- Autor
- LUIZIR DE OLIVEIRA
- Orientador(a)
- LUIZ FERNANDO BATISTA FRANKLIN DE MATOS
- Universidade
- UNIVERSIDADE DE SÃO PAULO — USP
- Programa
- FILOSOFIA
- Grau
- DOUTORADO
- Ano
- 2003
Este trabalho propõe-se a uma investigação acerca da questão do cuidado e do domínio de si na construção da personalidade moral autônoma.
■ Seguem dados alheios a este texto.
fn render_grid(frame: &mut Frame, app: &mut App, area: Rect) {
  let theme = app.theme();
  let card_w = constants().card_width;
  let card_h = constants().card_height;
  let columns = (area.width / card_w).max(1) as usize;
  let rows_visible = (area.height / card_h).max(1) as usize;
  app.grid_columns = columns;

  // Keep the selected row on screen.
  let selected_row = app.selected / columns;
  if selected_row < app.grid_scroll {
    app.grid_scroll = selected_row;
  } else if selected_row >= app.grid_scroll + rows_visible {
    app.grid_scroll = selected_row + 1 - rows_visible;
  }

  let now = Utc::now();
  let first = app.grid_scroll * columns;
  let last = (first + rows_visible * columns).min(app.view.visible_len());
  // Spread leftover width evenly so the grid fills the row.
  let actual_w = area.width / columns as u16;

  for index in first..last {
    let Some(record) = app.view.visible_record(index) else { break };
    let card = Card::from_record(record, now);
    let slot = index - first;
    let cell = Rect {
      x: area.x + (slot % columns) as u16 * actual_w,
      y: area.y + (slot / columns) as u16 * card_h,
      width: actual_w,
      height: card_h.min(area.height),
    };
    render_card(frame, theme, &card, cell, index == app.selected);
    app.hits.cards.push((index, cell));
  }
}

fn render_card(frame: &mut Frame, theme: &Theme, card: &Card, area: Rect, selected: bool) {
  let inner_w = area.width.saturating_sub(4) as usize;
  let (border, title_style) = if selected {
    (Style::default().fg(theme.accent), Style::default().fg(theme.accent).add_modifier(Modifier::BOLD))
  } else {
    (Style::default().fg(theme.border), Style::default().fg(theme.fg).add_modifier(Modifier::BOLD))
  };
  let block = Block::bordered()
    .border_type(if selected { BorderType::Thick } else { BorderType::Rounded })
    .border_style(border)
    .style(Style::default().bg(theme.card_bg))
    .padding(Padding::horizontal(1));

  let mut lines = vec![
    Line::from(Span::styled(truncate_str(&card.title, inner_w), title_style)),
    Line::from(vec![
      Span::styled("⏱ ", Style::default().fg(theme.muted)),
      Span::styled(card.duration.clone(), Style::default().fg(theme.fg)),
      Span::styled("   👁 ", Style::default().fg(theme.muted)),
      Span::styled(card.views.clone(), Style::default().fg(theme.fg)),
    ]),
    Line::from(vec![
      Span::styled("📅 ", Style::default().fg(theme.muted)),
      Span::styled(card.age.clone(), Style::default().fg(theme.fg)),
    ]),
  ];
  if let Some(category) = &card.category {
    lines.push(Line::from(Span::styled(truncate_str(category, inner_w), Style::default().fg(theme.muted))));
  }
  frame.render_widget(Paragraph::new(lines).block(block), area);
}

fn render_modal(frame: &mut Frame, app: &mut App) {
  let theme = app.theme();
  let ModalState::Open { playback_url, source } = app.modal.state().clone() else { return };

  let [vertical] = Layout::vertical([Constraint::Percentage(70)]).flex(Flex::Center).areas(frame.area());
  let [area] = Layout::horizontal([Constraint::Percentage(80)]).flex(Flex::Center).areas(vertical);
  app.hits.modal = Some(area);

  frame.render_widget(Clear, area);
  let title = Line::from(vec![
    Span::styled(" Now Playing ", Style::default().fg(theme.accent).add_modifier(Modifier::BOLD)),
    Span::styled(format!("[{}] ", app.display_mode.label()), Style::default().fg(theme.muted)),
  ]);
  let block = rounded(theme)
    .title(title)
    .title_bottom(Line::from(Span::styled(" Esc close ", Style::default().fg(theme.muted))).right_aligned())
    .style(Style::default().bg(theme.bg));
  let inner = block.inner(area);
  frame.render_widget(block, area);

  let show_preview = app.display_mode != DisplayMode::Off;
  let [thumb_area, info_area] = if show_preview {
    Layout::horizontal([Constraint::Percentage(60), Constraint::Percentage(40)]).areas(inner)
  } else {
    Layout::horizontal([Constraint::Length(0), Constraint::Fill(1)]).areas(inner)
  };

  if show_preview {
    let thumb_area = Rect { y: thumb_area.y + 1, height: thumb_area.height.saturating_sub(2), ..thumb_area };
    match app.thumbnail.as_mut() {
      Some(thumb) if source.as_ref().is_some_and(|r| r.key() == thumb.key) => {
        let image = thumb.fitted(thumb_area, app.display_mode);
        frame.render_widget(ThumbnailWidget { image, mode: app.display_mode }, thumb_area);
      }
      _ => {
        let waiting = Paragraph::new(Span::styled("loading preview…", Style::default().fg(theme.muted)))
          .alignment(Alignment::Center);
        frame.render_widget(waiting, thumb_area);
      }
    }
  }

  let inner_w = info_area.width.saturating_sub(2) as usize;
  let mut lines = vec![Line::from("")];
  if let Some(record) = &source {
    let card = Card::from_record(record, Utc::now());
    lines.push(Line::from(Span::styled(
      truncate_str(&card.title, inner_w),
      Style::default().fg(theme.fg).add_modifier(Modifier::BOLD),
    )));
    lines.push(Line::from(""));
    for (label, value) in [("Duration  ", &card.duration), ("Views     ", &card.views), ("Uploaded  ", &card.age)] {
      lines.push(Line::from(vec![
        Span::styled(label, Style::default().fg(theme.muted)),
        Span::styled(value.clone(), Style::default().fg(theme.fg)),
      ]));
    }
    if let Some(category) = &card.category {
      lines.push(Line::from(vec![
        Span::styled("Category  ", Style::default().fg(theme.muted)),
        Span::styled(category.clone(), Style::default().fg(theme.fg)),
      ]));
    }
    if !show_preview {
      lines.push(Line::from(vec![
        Span::styled("Thumbnail ", Style::default().fg(theme.muted)),
        Span::styled(truncate_str(&card.thumbnail_url, inner_w.saturating_sub(10)), Style::default().fg(theme.fg)),
      ]));
    }
    lines.push(Line::from(""));
  }
  lines.push(Line::from(Span::styled(
    truncate_str(&playback_url, inner_w),
    Style::default().fg(theme.accent).add_modifier(Modifier::UNDERLINED),
  )));
  let player = app.modal.frame();
  let state = if !player.is_playing() {
    "■ Stopped"
  } else if player.paused {
    "⏸ Paused"
  } else {
    "▶ Playing"
  };
  lines.push(Line::from(""));
  lines.push(Line::from(Span::styled(state, Style::default().fg(theme.status))));
  frame.render_widget(Paragraph::new(lines).block(Block::default().padding(Padding::horizontal(1))), info_area);
}

fn render_status(frame: &mut Frame, app: &App, area: Rect) {
  let theme = app.theme();
  let (text, style) = if let Some(msg) = &app.status_message {
    (format!(" ⏳ {}", msg), Style::default().fg(theme.status))
  } else if let Some(err) = &app.last_error {
    (format!(" ⚠  {}", err), Style::default().fg(theme.error))
  } else if let Some(status) = app.modal.frame().last_mpv_status().filter(|_| app.modal.is_open()) {
    (format!(" ♪ {}", status), Style::default().fg(theme.status))
  } else if let Some(info) = &app.info_message {
    let hidden = app.view.hidden_count();
    let suffix = if hidden > 0 { format!(", {} unavailable hidden", hidden) } else { String::new() };
    (format!(" ℹ {}{}", info, suffix), Style::default().fg(theme.muted))
  } else {
    (" Ready".to_string(), Style::default().fg(theme.muted))
  };
  frame.render_widget(Paragraph::new(text).style(style), area);
}

fn render_input(frame: &mut Frame, app: &mut App, area: Rect) {
  let theme = app.theme();
  let focused = app.mode == AppMode::Search && !app.modal.is_open();
  let border_color = if focused { theme.accent } else { theme.border };
  let count = format!(" {}/{} ", app.view.visible_len(), app.view.records().len());
  let input_block = Block::bordered()
    .title(" Search videos ")
    .title_top(Line::from(count).right_aligned())
    .title_style(Style::default().fg(border_color))
    .border_type(BorderType::Rounded)
    .border_style(Style::default().fg(border_color))
    .padding(Padding::horizontal(1));

  let inner_w = area.width.saturating_sub(4) as usize;
  let cursor_col = display_width(&app.search_input, app.cursor_position);

  if cursor_col < app.input_scroll {
    app.input_scroll = cursor_col;
  } else if cursor_col >= app.input_scroll + inner_w {
    app.input_scroll = cursor_col.saturating_sub(inner_w) + 1;
  }

  let visible: String = app
    .search_input
    .chars()
    .scan(0usize, |col, c| {
      let w = unicode_width::UnicodeWidthChar::width(c).unwrap_or(0);
      let start = *col;
      *col += w;
      Some((start, *col, c))
    })
    .skip_while(|(_, end, _)| *end <= app.input_scroll)
    .take_while(|(start, _, _)| *start < app.input_scroll + inner_w)
    .map(|(_, _, c)| c)
    .collect();

  let paragraph = Paragraph::new(visible).style(Style::default().fg(theme.fg)).block(input_block);
  frame.render_widget(paragraph, area);

  if focused {
    let cursor_x = area.x + 2 + (cursor_col - app.input_scroll) as u16;
    frame.set_cursor_position((cursor_x, area.y + 1));
  }
}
Para tanto, elegeu-se como ponto de apoio uma leitura baseada na obra de dois pensadores - Diderot e Sêneca - preocupados com a mesma problemática: como garantir um julgamento adequado acerca da realidade de forma a harmonizar as escolhas individuais e os interesses coletivos visando ao bem comum. Embora comprometidos cada qual com as questões centrais de seu tempo, parecem apontar para um mesmo caminho quando se trata de entender a práxis humana cotidiana: o papel da representação e a forma como ela age nos processos do julgamento humano com relação ao seu agir, visando à construção de uma moralidade autônoma não apenas possível, mas efetivamente aplicada. Parte-se do pressuposto de que a proposta diderotiana tem uma dívida para com o pensamento antigo, especialmente com as escolas helenísticas. Assim, optou-se por dividir a análise a seguir em dois momentos. A primeira parte do trabalho oferece um panorama da obra de Diderot com ênfase nos escritos mais diretamente ligados ao mundo greco-romano. A segunda parte particulariza o diálogo com Sêneca, resgatando alguns conceitos (estóicos e espinosanos) fundamentais para a compreensão da maneira como Diderot trata a obra senequiana, procurando enfatizar os pontos de contato entre os dois pensadores por meio do binômio representação-moralidade autônoma. As conclusões devem ser vistas apensas como um ponto de repouso momentâneo: no enérgico universo diderotiano concluir significa tão-somente recomeçar.